Django (I think?) pulls out all the columns so it probably needs to
read the table anyway on a successful attempt. Minor performance
enhancement for most sites but easy to implement.

The pk index problem is definitely a much bigger deal for those who
aren't going around pruning indexes.

On Apr 29, 9:24 pm, David Cramer <[EMAIL PROTECTED]> wrote:
> +1 on pk index fix
>
> as for auth_user, username being indexed would be good, but I believe
> the hash is calculated completely outside of SQL, so there's no need
> to index password.
>
> On Apr 29, 12:15 pm, Ed Menendez <[EMAIL PROTECTED]> wrote:> When creating a 
> one to one table or a table with a compound key..
> > Django wants to create an index for the PK/alternate key and also
> > another index on the same column(s) because it's a FK. For example, if
> > I have:
>
> > class League(models.Model):
> >     name                    = models.CharField(max_length=50)
>
> > class Season(models.Model):
> >     name                    = models.CharField(max_length=50)
>
> > class LeagueSeason(models.Model):
> >     league                  = models.ForeignKey(League)

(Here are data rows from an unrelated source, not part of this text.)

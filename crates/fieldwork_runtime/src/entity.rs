//! Entities, entity storage and the entity buffer.

use crate::buffer::{BatchLoader, Buffer};
use async_trait::async_trait;
use fieldwork_core::{BufferError, Deferred};
use indexmap::IndexSet;
use rustc_hash::{FxHashMap, FxHashSet};
use serde::{Deserialize, Serialize};
use serde_json::{Map, Value};
use std::collections::BTreeMap;
use std::fmt;
use std::sync::{Arc, Mutex, PoisonError};
use thiserror::Error;
use tokio::sync::RwLock;

/// An entity id: integer or string.
#[derive(Debug, Clone, PartialEq, Eq, Hash, PartialOrd, Ord, Serialize, Deserialize)]
#[serde(untagged)]
pub enum EntityId {
    Int(i64),
    String(String),
}

impl EntityId {
    /// Reads an id from a JSON integer or string.
    pub fn from_value(value: &Value) -> Option<Self> {
        match value {
            Value::Number(n) => n.as_i64().map(EntityId::Int),
            Value::String(s) => Some(EntityId::String(s.clone())),
            _ => None,
        }
    }

    /// The id as JSON.
    pub fn to_value(&self) -> Value {
        match self {
            EntityId::Int(i) => Value::from(*i),
            EntityId::String(s) => Value::from(s.as_str()),
        }
    }
}

impl From<i64> for EntityId {
    fn from(id: i64) -> Self {
        EntityId::Int(id)
    }
}

impl From<i32> for EntityId {
    fn from(id: i32) -> Self {
        EntityId::Int(i64::from(id))
    }
}

impl From<&str> for EntityId {
    fn from(id: &str) -> Self {
        EntityId::String(id.to_string())
    }
}

impl From<String> for EntityId {
    fn from(id: String) -> Self {
        EntityId::String(id)
    }
}

impl fmt::Display for EntityId {
    fn fmt(&self, f: &mut fmt::Formatter<'_>) -> fmt::Result {
        match self {
            EntityId::Int(i) => write!(f, "{}", i),
            EntityId::String(s) => f.write_str(s),
        }
    }
}

/// Language-specific overrides of an entity.
#[derive(Debug, Clone, Default, PartialEq, Serialize, Deserialize)]
pub struct Translation {
    #[serde(default)]
    pub label: Option<String>,
    #[serde(default)]
    pub values: Map<String, Value>,
}

/// A stored entity.
#[derive(Debug, Clone, PartialEq, Serialize, Deserialize)]
pub struct Entity {
    #[serde(rename = "type")]
    pub entity_type: String,
    pub id: EntityId,
    #[serde(default)]
    pub language: Option<String>,
    pub label: String,
    #[serde(default)]
    pub values: Map<String, Value>,
    #[serde(default)]
    pub translations: BTreeMap<String, Translation>,
}

impl Entity {
    /// Creates an entity without values.
    pub fn new(entity_type: impl Into<String>, id: impl Into<EntityId>, label: impl Into<String>) -> Self {
        Self {
            entity_type: entity_type.into(),
            id: id.into(),
            language: None,
            label: label.into(),
            values: Map::new(),
            translations: BTreeMap::new(),
        }
    }

    /// Sets the original language.
    #[must_use]
    pub fn with_language(mut self, language: impl Into<String>) -> Self {
        self.language = Some(language.into());
        self
    }

    /// Sets a field value.
    #[must_use]
    pub fn with_value(mut self, name: impl Into<String>, value: impl Into<Value>) -> Self {
        self.values.insert(name.into(), value.into());
        self
    }

    /// Adds a translation.
    #[must_use]
    pub fn with_translation(mut self, language: impl Into<String>, translation: Translation) -> Self {
        self.translations.insert(language.into(), translation);
        self
    }

    /// Returns true if the entity has a translation in `language`.
    pub fn has_translation(&self, language: &str) -> bool {
        self.language.as_deref() == Some(language) || self.translations.contains_key(language)
    }

    /// Returns the entity in `language`, or `None` if there is no such
    /// translation.
    pub fn translation(&self, language: &str) -> Option<Entity> {
        if self.language.as_deref() == Some(language) {
            return Some(self.clone());
        }
        let translation = self.translations.get(language)?;
        let mut translated = self.clone();
        translated.language = Some(language.to_string());
        if let Some(label) = &translation.label {
            translated.label = label.clone();
        }
        for (name, value) in &translation.values {
            translated.values.insert(name.clone(), value.clone());
        }
        Some(translated)
    }

    /// The invalidation tag of this entity.
    pub fn cache_tag(&self) -> String {
        format!("{}:{}", self.entity_type, self.id)
    }

    /// The entity as a GraphQL object value.
    pub fn to_value(&self) -> Value {
        let mut object = Map::new();
        object.insert("type".into(), Value::from(self.entity_type.as_str()));
        object.insert("id".into(), self.id.to_value());
        object.insert(
            "language".into(),
            self.language.as_deref().map_or(Value::Null, Value::from),
        );
        object.insert("label".into(), Value::from(self.label.as_str()));
        for (name, value) in &self.values {
            object.entry(name.clone()).or_insert_with(|| value.clone());
        }
        Value::Object(object)
    }
}

/// One id or a list of ids.
#[derive(Debug, Clone, PartialEq, Eq, Serialize, Deserialize)]
#[serde(untagged)]
pub enum EntityIds {
    One(EntityId),
    Many(Vec<EntityId>),
}

impl EntityIds {
    /// Reads ids from a JSON id or array of ids.
    pub fn from_value(value: &Value) -> Option<Self> {
        match value {
            Value::Array(items) => items
                .iter()
                .map(EntityId::from_value)
                .collect::<Option<Vec<_>>>()
                .map(EntityIds::Many),
            single => EntityId::from_value(single).map(EntityIds::One),
        }
    }

    /// Iterates over the ids.
    pub fn iter(&self) -> impl Iterator<Item = &EntityId> {
        match self {
            EntityIds::One(id) => std::slice::from_ref(id).iter(),
            EntityIds::Many(ids) => ids.iter(),
        }
    }
}

impl From<EntityId> for EntityIds {
    fn from(id: EntityId) -> Self {
        EntityIds::One(id)
    }
}

impl From<i64> for EntityIds {
    fn from(id: i64) -> Self {
        EntityIds::One(EntityId::Int(id))
    }
}

impl From<i32> for EntityIds {
    fn from(id: i32) -> Self {
        EntityIds::One(EntityId::from(id))
    }
}

impl From<Vec<i64>> for EntityIds {
    fn from(ids: Vec<i64>) -> Self {
        EntityIds::Many(ids.into_iter().map(EntityId::Int).collect())
    }
}

impl From<Vec<i32>> for EntityIds {
    fn from(ids: Vec<i32>) -> Self {
        EntityIds::Many(ids.into_iter().map(EntityId::from).collect())
    }
}

impl From<Vec<EntityId>> for EntityIds {
    fn from(ids: Vec<EntityId>) -> Self {
        EntityIds::Many(ids)
    }
}

/// The result of one buffered entity request.
#[derive(Debug, Clone)]
pub enum EntityLoad {
    /// A single id; `None` if it does not exist.
    One(Option<Arc<Entity>>),
    /// A list of ids; missing ids are skipped.
    Many(Vec<Arc<Entity>>),
}

impl EntityLoad {
    /// Iterates over the loaded entities.
    pub fn entities(&self) -> std::slice::Iter<'_, Arc<Entity>> {
        match self {
            EntityLoad::One(entity) => entity.as_slice().iter(),
            EntityLoad::Many(entities) => entities.iter(),
        }
    }

    /// The result as JSON: an object, `null`, or a list.
    pub fn to_value(&self) -> Value {
        match self {
            EntityLoad::One(Some(entity)) => entity.to_value(),
            EntityLoad::One(None) => Value::Null,
            EntityLoad::Many(entities) => {
                Value::Array(entities.iter().map(|e| e.to_value()).collect())
            }
        }
    }
}

/// One queued request: ids plus an optional language.
#[derive(Debug, Clone)]
pub struct EntityRequest {
    pub ids: EntityIds,
    pub language: Option<String>,
}

/// Entity storage failure.
#[derive(Error, Debug, Clone, PartialEq, Eq)]
pub enum StorageError {
    #[error("entity storage for '{0}' is unavailable")]
    Unavailable(String),
}

/// Loads entities of one type by id.
#[async_trait]
pub trait EntityStorage: Send + Sync {
    /// Returns the entities that exist, in any order.
    async fn load_multiple(
        &self,
        entity_type: &str,
        ids: &[EntityId],
    ) -> Result<Vec<Entity>, StorageError>;
}

/// In-process entity storage that records every load.
#[derive(Debug, Default)]
pub struct MemoryEntityStorage {
    entities: RwLock<FxHashMap<(String, EntityId), Entity>>,
    failing: FxHashSet<String>,
    calls: Mutex<Vec<(String, Vec<EntityId>)>>,
}

impl MemoryEntityStorage {
    /// Creates empty storage.
    pub fn new() -> Self {
        Self::default()
    }

    /// Creates storage holding the given entities.
    pub fn from_entities(entities: impl IntoIterator<Item = Entity>) -> Self {
        entities
            .into_iter()
            .fold(Self::new(), |storage, entity| storage.with_entity(entity))
    }

    /// Adds an entity.
    #[must_use]
    pub fn with_entity(mut self, entity: Entity) -> Self {
        self.entities
            .get_mut()
            .insert((entity.entity_type.clone(), entity.id.clone()), entity);
        self
    }

    /// Makes every load of `entity_type` fail.
    #[must_use]
    pub fn with_failure(mut self, entity_type: impl Into<String>) -> Self {
        self.failing.insert(entity_type.into());
        self
    }

    /// Adds or replaces an entity.
    pub async fn save(&self, entity: Entity) {
        self.entities
            .write()
            .await
            .insert((entity.entity_type.clone(), entity.id.clone()), entity);
    }

    /// Every load so far: entity type and requested ids.
    pub fn load_calls(&self) -> Vec<(String, Vec<EntityId>)> {
        self.calls
            .lock()
            .unwrap_or_else(PoisonError::into_inner)
            .clone()
    }
}

#[async_trait]
impl EntityStorage for MemoryEntityStorage {
    async fn load_multiple(
        &self,
        entity_type: &str,
        ids: &[EntityId],
    ) -> Result<Vec<Entity>, StorageError> {
        self.calls
            .lock()
            .unwrap_or_else(PoisonError::into_inner)
            .push((entity_type.to_string(), ids.to_vec()));

        if self.failing.contains(entity_type) {
            return Err(StorageError::Unavailable(entity_type.to_string()));
        }

        let entities = self.entities.read().await;
        Ok(ids
            .iter()
            .filter_map(|id| entities.get(&(entity_type.to_string(), id.clone())).cloned())
            .collect())
    }
}

/// Bulk loader behind [`EntityBuffer`]; groups by entity type.
pub struct EntityLoader {
    storage: Arc<dyn EntityStorage>,
}

impl EntityLoader {
    pub fn new(storage: Arc<dyn EntityStorage>) -> Self {
        Self { storage }
    }
}

#[async_trait]
impl BatchLoader for EntityLoader {
    type Group = String;
    type Item = EntityRequest;
    type Output = EntityLoad;

    async fn load(
        &self,
        entity_type: &String,
        requests: Vec<EntityRequest>,
    ) -> Result<Vec<EntityLoad>, BufferError> {
        let ids: IndexSet<EntityId> = requests
            .iter()
            .flat_map(|request| request.ids.iter().cloned())
            .collect();
        let ids: Vec<EntityId> = ids.into_iter().collect();

        let loaded = self
            .storage
            .load_multiple(entity_type, &ids)
            .await
            .map_err(|e| BufferError::Load {
                group: entity_type.clone(),
                message: e.to_string(),
            })?;
        let loaded: FxHashMap<EntityId, Entity> =
            loaded.into_iter().map(|e| (e.id.clone(), e)).collect();

        let mut shared: FxHashMap<(EntityId, Option<String>), Arc<Entity>> = FxHashMap::default();
        let mut lookup = |id: &EntityId, language: Option<&str>| -> Option<Arc<Entity>> {
            let key = (id.clone(), language.map(str::to_string));
            if let Some(entity) = shared.get(&key) {
                return Some(Arc::clone(entity));
            }
            let entity = loaded.get(id)?;
            let entity = match language {
                Some(language) => entity.translation(language).unwrap_or_else(|| entity.clone()),
                None => entity.clone(),
            };
            let entity = Arc::new(entity);
            shared.insert(key, Arc::clone(&entity));
            Some(entity)
        };

        Ok(requests
            .iter()
            .map(|request| {
                let language = request.language.as_deref();
                match &request.ids {
                    EntityIds::One(id) => EntityLoad::One(lookup(id, language)),
                    EntityIds::Many(ids) => {
                        EntityLoad::Many(ids.iter().filter_map(|id| lookup(id, language)).collect())
                    }
                }
            })
            .collect())
    }
}

/// Buffer of entity loads, one bulk load per entity type.
pub type EntityBuffer = Buffer<EntityLoader>;

impl Buffer<EntityLoader> {
    /// Creates an entity buffer over a storage.
    pub fn from_storage(storage: Arc<dyn EntityStorage>) -> Self {
        Buffer::new(EntityLoader::new(storage))
    }

    /// Queues entity ids of one type.
    pub fn add_entities(
        &self,
        entity_type: impl Into<String>,
        ids: impl Into<EntityIds>,
        language: Option<String>,
    ) -> Deferred<EntityLoad> {
        self.add(
            entity_type.into(),
            EntityRequest {
                ids: ids.into(),
                language,
            },
        )
    }
}
//! JSON configuration of field resolvers.
//!
//! A configuration maps `"Type.field"` keys to resolver specs:
//!
//! ```json
//! {
//!   "caching": true,
//!   "resolvers": {
//!     "Query.node": {
//!       "produce": "entity_load",
//!       "map": {"type": {"value": "node"}, "id": {"argument": "id"}},
//!       "cached": true
//!     },
//!     "Node.label": {"produce": "entity_label", "map": {"entity": "parent"}}
//!   }
//! }
//! ```
//!
//! Spec forms: `"parent"`, `{"value": v}`, `{"parent": null}`,
//! `{"parent_property": "a.b"}`, `{"argument": name}`, `{"context": name}`,
//! `{"produce": id, "map": {..}, "config": v, "cached": bool}` and
//! `{"compose": [spec, ..]}`.

use crate::executor::ExecutorConfig;
use crate::producer::ProducerRegistry;
use crate::proxy::DataProducerProxy;
use crate::resolver::{Resolver, ResolverMap};
use fieldwork_core::diagnostics::codes;
use fieldwork_core::{ConfigError, DiagnosticBag};
use indexmap::IndexMap;
use serde::Deserialize;
use serde_json::{Map, Value};

/// A resolver configuration file.
#[derive(Debug, Clone, Deserialize)]
#[serde(deny_unknown_fields)]
pub struct SchemaConfig {
    /// Serve cacheable producers through the cache.
    #[serde(default = "default_caching")]
    pub caching: bool,
    /// Maximum selection depth; the executor default when absent.
    #[serde(default)]
    pub max_depth: Option<usize>,
    /// Resolver specs by `"Type.field"`.
    #[serde(default)]
    pub resolvers: IndexMap<String, Value>,
}

fn default_caching() -> bool {
    true
}

impl SchemaConfig {
    /// Parses a configuration from JSON.
    pub fn from_json(json: &str) -> Result<Self, serde_json::Error> {
        serde_json::from_str(json)
    }

    /// The executor configuration described by this file.
    pub fn executor_config(&self) -> ExecutorConfig {
        let defaults = ExecutorConfig::default();
        ExecutorConfig {
            caching: self.caching,
            max_depth: self.max_depth.unwrap_or(defaults.max_depth),
        }
    }

    /// Builds the resolver map, validating every resolver against `registry`.
    ///
    /// Fields with malformed keys or specs are left out of the map. Fields
    /// that fail registry validation are kept; the diagnostics say why they
    /// will fail.
    pub fn build(&self, registry: &ProducerRegistry) -> (ResolverMap, DiagnosticBag) {
        let mut resolvers = ResolverMap::new();
        let mut diagnostics = DiagnosticBag::new();

        for (key, spec) in &self.resolvers {
            let Some((type_name, field_name)) = split_field_key(key) else {
                diagnostics.error(
                    codes::INVALID_FIELD_KEY,
                    "invalid field key",
                    key.as_str(),
                    format!("'{}' is not of the form Type.field", key),
                );
                continue;
            };

            let resolver = match parse_resolver(spec) {
                Ok(resolver) => resolver,
                Err(error) => {
                    diagnostics.error(codes::INVALID_RESOLVER, "invalid resolver", key.as_str(), error.to_string());
                    continue;
                }
            };

            registry.check(&resolver, key, &mut diagnostics);
            resolvers.register(type_name, field_name, resolver);
        }

        (resolvers, diagnostics)
    }
}

fn split_field_key(key: &str) -> Option<(&str, &str)> {
    let (type_name, field_name) = key.split_once('.')?;
    let valid = |part: &str| !part.is_empty() && part.chars().all(|c| c.is_alphanumeric() || c == '_');
    (valid(type_name) && valid(field_name)).then_some((type_name, field_name))
}

/// Parses a resolver spec.
pub fn parse_resolver(spec: &Value) -> Result<Resolver, ConfigError> {
    parse_at(spec, "$")
}

fn parse_at(spec: &Value, at: &str) -> Result<Resolver, ConfigError> {
    let invalid = |message: String| ConfigError::InvalidMapping {
        slot: at.to_string(),
        message,
    };

    let object = match spec {
        Value::String(s) if s == "parent" => return Ok(Resolver::Parent),
        Value::Object(object) => object,
        other => return Err(invalid(format!("expected a resolver object, got {}", other))),
    };

    if let Some(id) = object.get("produce") {
        return parse_produce(id, object, at);
    }

    let mut entries = object.iter();
    let (kind, argument) = match (entries.next(), entries.next()) {
        (Some(entry), None) => entry,
        _ => {
            return Err(invalid(
                "a resolver object must have exactly one key".to_string(),
            ))
        }
    };

    let name = |what: &str| {
        argument
            .as_str()
            .map(str::to_string)
            .ok_or_else(|| invalid(format!("'{}' expects {}, got {}", kind, what, argument)))
    };

    match kind.as_str() {
        "value" => Ok(Resolver::Value(argument.clone())),
        "parent" if argument.is_null() => Ok(Resolver::Parent),
        "parent" => Err(invalid(format!("'parent' takes no argument, got {}", argument))),
        "parent_property" => Ok(Resolver::parent_property(&name("a property path")?)),
        "argument" => Ok(Resolver::argument(name("an argument name")?)),
        "context" => Ok(Resolver::context(name("a context key")?)),
        "compose" => {
            let Value::Array(steps) = argument else {
                return Err(invalid(format!("'compose' expects a list, got {}", argument)));
            };
            let steps = steps
                .iter()
                .enumerate()
                .map(|(i, step)| parse_at(step, &format!("{}.compose[{}]", at, i)))
                .collect::<Result<Vec<_>, _>>()?;
            Ok(Resolver::compose(steps))
        }
        other => Err(invalid(format!("unknown resolver kind '{}'", other))),
    }
}

fn parse_produce(id: &Value, object: &Map<String, Value>, at: &str) -> Result<Resolver, ConfigError> {
    let invalid = |message: String| ConfigError::InvalidMapping {
        slot: at.to_string(),
        message,
    };

    let id = id
        .as_str()
        .ok_or_else(|| invalid(format!("'produce' expects a producer id, got {}", id)))?;
    let mut proxy = DataProducerProxy::new(id);

    for (key, value) in object {
        match key.as_str() {
            "produce" => {}
            "map" => {
                let Value::Object(mapping) = value else {
                    return Err(invalid(format!("'map' expects an object, got {}", value)));
                };
                for (slot, spec) in mapping {
                    proxy = proxy.map(slot.as_str(), parse_at(spec, &format!("{}.{}", at, slot))?);
                }
            }
            "config" => proxy = proxy.config(value.clone()),
            "cached" => match value {
                Value::Bool(true) => proxy = proxy.cached(),
                Value::Bool(false) => {}
                other => return Err(invalid(format!("'cached' expects a boolean, got {}", other))),
            },
            other => return Err(invalid(format!("unknown key '{}' in producer resolver", other))),
        }
    }

    Ok(proxy.into())
}

#[cfg(test)]
mod tests {
    use super::*;
    use crate::entity::MemoryEntityStorage;
    use serde_json::json;
    use std::sync::Arc;

    fn registry() -> ProducerRegistry {
        ProducerRegistry::with_builtins(Arc::new(MemoryEntityStorage::new()))
    }

    #[test]
    fn test_parse_simple_forms() {
        assert!(matches!(parse_resolver(&json!("parent")), Ok(Resolver::Parent)));
        assert!(matches!(parse_resolver(&json!({"parent": null})), Ok(Resolver::Parent)));
        assert!(matches!(parse_resolver(&json!({"value": [1, 2]})), Ok(Resolver::Value(v)) if v == json!([1, 2])));
        assert!(matches!(parse_resolver(&json!({"argument": "id"})), Ok(Resolver::Argument(name)) if name == "id"));
        assert!(matches!(parse_resolver(&json!({"context": "user"})), Ok(Resolver::Context(name)) if name == "user"));
        assert!(matches!(
            parse_resolver(&json!({"parent_property": "author.name"})),
            Ok(Resolver::ParentProperty(path)) if path == ["author", "name"]
        ));
        assert!(matches!(
            parse_resolver(&json!({"compose": ["parent", {"value": 1}]})),
            Ok(Resolver::Compose(steps)) if steps.len() == 2
        ));
    }

    #[test]
    fn test_parse_produce() {
        let resolver = parse_resolver(&json!({
            "produce": "entity_load",
            "map": {"type": {"value": "node"}, "id": {"argument": "id"}},
            "cached": true
        }))
        .unwrap();

        let Resolver::Produce(proxy) = resolver else {
            panic!("expected a producer resolver");
        };
        assert_eq!(proxy.id(), "entity_load");
        assert!(proxy.is_cached());
        assert_eq!(proxy.mapping().keys().collect::<Vec<_>>(), vec!["type", "id"]);
    }

    #[test]
    fn test_parse_errors() {
        let error = parse_resolver(&json!({"produce": "uppercase", "map": {"string": {"argument": 3}}})).unwrap_err();
        insta::assert_snapshot!(
            error.to_string(),
            @"invalid input mapper for slot '$.string': 'argument' expects an argument name, got 3"
        );

        let error = parse_resolver(&json!({"value": 1, "argument": "id"})).unwrap_err();
        assert!(matches!(error, ConfigError::InvalidMapping { .. }));

        let error = parse_resolver(&json!({"produce": "uppercase", "ttl": 1})).unwrap_err();
        assert_eq!(
            error.to_string(),
            "invalid input mapper for slot '$': unknown key 'ttl' in producer resolver"
        );
        assert!(parse_resolver(&json!(42)).is_err());
    }

    #[test]
    fn test_build_reports_diagnostics() {
        let config = SchemaConfig::from_json(
            r#"{
                "caching": false,
                "max_depth": 4,
                "resolvers": {
                    "Query.greeting": {"produce": "uppercase", "map": {"string": {"value": "hi"}}},
                    "Query.broken": {"produce": "missing"},
                    "nodot": {"value": 1},
                    "Query.bad": {"nope": 1}
                }
            }"#,
        )
        .unwrap();

        let executor = config.executor_config();
        assert!(!executor.caching);
        assert_eq!(executor.max_depth, 4);

        let (resolvers, diagnostics) = config.build(&registry());
        let codes: Vec<&str> = diagnostics.iter().map(|d| d.code.as_str()).collect();
        assert_eq!(codes, vec!["F0010", "F0001", "F0002"]);
        assert!(resolvers.get("Query", "greeting").is_some());
        assert!(resolvers.get("Query", "broken").is_some());
        assert!(resolvers.get("Query", "bad").is_none());
    }

    #[test]
    fn test_field_keys() {
        assert_eq!(split_field_key("Query.node"), Some(("Query", "node")));
        assert_eq!(split_field_key("Query."), None);
        assert_eq!(split_field_key("Query.node.id"), None);
    }
}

> >     season                  = models.ForeignKey(Season)
>
> > In LeagueSeason it will create the PK index on league + season (which
> > is correct), but then it will create an index on league and another on
> > season. The one on season should be created, but the one on league
> > should NOT be created since the PK index can be used. One to ones are
> > a simpler example and the 2nd index should never be created.
>
> > Better index on auth_user?
> > auth_user.username might as well have username and password in the
> > index since you usually query both and if you only query one, that's
> > ok, the index will still work. Since the typical use case for that is
> > login via username/pw, you never have to hit the table can just use
> > the index to pull the password. Saves an extra read to the database.